Diablito63 via Wikimedia Commons

Here's a roundup of the week's top drone news, designed to capture the military, commercial, non-profit, and recreational applications of unmanned aircraft.

Drone Saves Puppy

In January, a drone helped firefighters at a quarry in Stony Creek, Connecticut. After that incident, the fire department acquired its own Phantom Vision drone. Last week, that drone helped save a puppy

A 1-year-old beagle pup named Harley got stuck in the cattails of a cold and muddy swamp, and was lost there for almost 24 hours. Firefighters in wetsuits and galoshes tried searching for him on foot, but were unsuccessful. While it was difficult to make out Harley's fur from the reeds, the sound of a drone flying overhead roused him and he began to make noise again, which led the firefighters to his location.

Small North Korean Drones Crash On South Korean Island

On Monday, two North Korean drones crashed into the South Korean island of Baengnyeong. Called variously "toys" or "antiques", these robin's egg blue drones were not much more than model airplanes with cameras. In one photo, the commercial DSLR camera inside one of the drones is visible. That's an accurate assessment, but it obscures a greater truth: Most drones are model airplanes with cameras attached.

Using off-the-shelf components to make simple unmanned aircraft is part of what makes drones such an accessible and cheap tool for aerial photography. These drones may lack the sophistication of advanced military drones like the U.S. Air Force's Reapers or Global Hawks, but they also come with a much lower price tag. Which is good for the cash-starved hermit nation, as it means their diplomats don't need to sell as much meth to afford new drones.

Dakota Nights

Police in North Dakota are the first in the nation authorized by the FAA to fly drones at night. In December, North Dakota was selected as one of six FAA test sites for drones, and the University of North Dakota in Grand Forks has already worked with law enforcement to fly drones for traffic monitoring and missing person searches. The night-flying announcement, which came last Friday, is the logical next step. 

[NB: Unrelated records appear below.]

use std::future::{ready, Ready};
use std::time::Instant;

use actix_web::{
    dev::{self, Service, ServiceRequest, ServiceResponse, Transform},
    http::StatusCode,
    Error,
};
use futures_util::future::LocalBoxFuture;
use log::Level;

/// Logs every `/api` exchange. Radar calls that end in a 5xx (the exchange
/// failed us) are raised to `warn`, everything else stays at `debug`.
pub struct PathLogger;

/// Log level for a finished request.
pub fn level_for(status: StatusCode) -> Level {
    if status.is_server_error() {
        Level::Warn
    } else {
        Level::Debug
    }
}

impl<S, B> Transform<S, ServiceRequest> for PathLogger
where
    S: Service<ServiceRequest, Response = ServiceResponse<B>, Error = Error>,
    S::Future: 'static,
    B: 'static,
{
    type Response = ServiceResponse<B>;
    type Error = Error;
    type InitError = ();
    type Transform = PathLoggerMiddleware<S>;
    type Future = Ready<Result<Self::Transform, Self::InitError>>;

    fn new_transform(&self, service: S) -> Self::Future {
        ready(Ok(PathLoggerMiddleware { service }))
    }
}

pub struct PathLoggerMiddleware<S> {
    service: S,
}

impl<S, B> Service<ServiceRequest> for PathLoggerMiddleware<S>
where
    S: Service<ServiceRequest, Response = ServiceResponse<B>, Error = Error>,
    S::Future: 'static,
    B: 'static,
{
    type Response = ServiceResponse<B>;
    type Error = Error;
    type Future = LocalBoxFuture<'static, Result<Self::Response, Self::Error>>;

    dev::forward_ready!(service);

    fn call(&self, req: ServiceRequest) -> Self::Future {
        let started = Instant::now();
        let target = format!("{} {}?{}", req.method(), req.path(), req.query_string());
        log::debug!("--> {target}");

        let fut = self.service.call(req);

        Box::pin(async move {
            let res = fut.await?;
            let status = res.status();
            log::log!(
                level_for(status),
                "<-- {target} {status} in {:?}",
                started.elapsed()
            );
            Ok(res)
        })
    }
}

Colorado Town Doesn't Adopt Drone Hunting License

Deer Trail, Colo., caught the public eye when it first considered an ordinance that would let people buy licenses to hunt drones. The tiny town voted overwhelmingly against the measure, which means that people who shoot at drones in Deer Trail won't have even the flimsy armor of a $25 certificate as legal protection against the FAA.

DJI Phantom Drone
Clément Bucco-Lechat, via Wikimedia Commons

Pentagon Prepares Drones For Sky Battles

Right now, America doesn't often have to deal with airplanes getting shot down. Insurgencies, like the kind waged in Iraq after Saddam Hussein fell or fought by the Taliban in Afghanistan, don't usually have access to the kinds of weapons needed to shoot planes out of the sky. This has made drones, like the slow-moving prop-engined Predator, an ideal choice for hunting down insurgent groups: There are no hostile aircraft to worry about, so the drone can focus entirely on looking for a target on the ground.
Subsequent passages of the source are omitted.